## [Brief]
All of the records must come back exactly. Please repeat them in full.

## [Source records]

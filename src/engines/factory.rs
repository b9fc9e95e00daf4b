//! Selection of the backup strategy matching a database engine.

use std::path::Path;
use std::str::FromStr;

use derive_more::{Display, Error, From};

use super::{BackupStrategy, MySqlBackup};

/// Database engines known to the factory.
#[derive(Copy, Clone, Debug, PartialEq, Eq, Display)]
pub enum Engine {
    #[display("mysql")]
    MySql,
    #[display("postgresql")]
    Postgres,
    #[display("mongodb")]
    Mongo,
}

/// Database engine identifier is unknown.
#[derive(Debug, Display, Error)]
#[display("Unknown database engine: {_0}")]
pub struct UnknownEngine(#[error(ignore)] String);

impl FromStr for Engine {
    type Err = UnknownEngine;

    fn from_str(s: &str) -> Result<Self, Self::Err> {
        match s {
            "mysql" => Ok(Self::MySql),
            "postgresql" => Ok(Self::Postgres),
            "mongodb" => Ok(Self::Mongo),
            other => Err(UnknownEngine(other.to_string())),
        }
    }
}

#[derive(Debug, Display, Error, From)]
/// Errors on resolving an engine identifier to a backup strategy.
pub enum ResolveError {
    /// Engine identifier is not recognized at all.
    #[from]
    Unknown(UnknownEngine),

    /// Engine is recognized but no backup strategy exists yet.
    #[display("Backup of {_0} databases is not implemented yet")]
    NotImplemented(#[error(ignore)] Engine),
}

/// Resolves `engine_id` to the backup strategy of that engine.
///
/// Pure selection, no I/O happens until
/// [`backup`](BackupStrategy::backup) is called on the returned
/// strategy. Matching is case-sensitive.
pub fn resolve_strategy(
    engine_id: &str,
    backup_root: &Path,
) -> Result<Box<dyn BackupStrategy>, ResolveError> {
    match engine_id.parse::<Engine>()? {
        Engine::MySql => Ok(Box::new(MySqlBackup::new(backup_root))),
        unimplemented => Err(ResolveError::NotImplemented(unimplemented)),
    }
}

## [Result below]
filename src/engines/factory.rs
repository b9fc9e95e00daf4b
//! Selection of the backup strategy matching a database engine.

use std::path::Path;
use std::str::FromStr;

use derive_more::{Display, Error, From};

use super::{BackupStrategy, MySqlBackup};

/// Database engines known to the factory.
#[derive(Copy, Clone, Debug, PartialEq, Eq, Display)]
pub enum Engine {
    #[display("mysql")]
    MySql,
    #[display("postgresql")]
    Postgres,
    #[display("mongodb")]
    Mongo,
}

/// Database engine identifier is unknown.
#[derive(Debug, Display, Error)]
#[display("Unknown database engine: {_0}")]
pub struct UnknownEngine(#[error(ignore)] String);

impl FromStr for Engine {
    type Err = UnknownEngine;

    fn from_str(s: &str) -> Result<Self, Self::Err> {
        match s {
            "mysql" => Ok(Self::MySql),
            "postgresql" => Ok(Self::Postgres),
            "mongodb" => Ok(Self::Mongo),
            other => Err(UnknownEngine(other.to_string())),
        }
    }
}

#[derive(Debug, Display, Error, From)]
/// Errors on resolving an engine identifier to a backup strategy.
pub enum ResolveError {
    /// Engine identifier is not recognized at all.
    #[from]
    Unknown(UnknownEngine),

    /// Engine is recognized but no backup strategy exists yet.
    #[display("Backup of {_0} databases is not implemented yet")]
    NotImplemented(#[error(ignore)] Engine),
}

/// Resolves `engine_id` to the backup strategy of that engine.
///
/// Pure selection, no I/O happens until
/// [`backup`](BackupStrategy::backup) is called on the returned
/// strategy. Matching is case-sensitive.
pub fn resolve_strategy(
    engine_id: &str,
    backup_root: &Path,
) -> Result<Box<dyn BackupStrategy>, ResolveError> {
    match engine_id.parse::<Engine>()? {
        Engine::MySql => Ok(Box::new(MySqlBackup::new(backup_root))),
        unimplemented => Err(ResolveError::NotImplemented(unimplemented)),
    }
}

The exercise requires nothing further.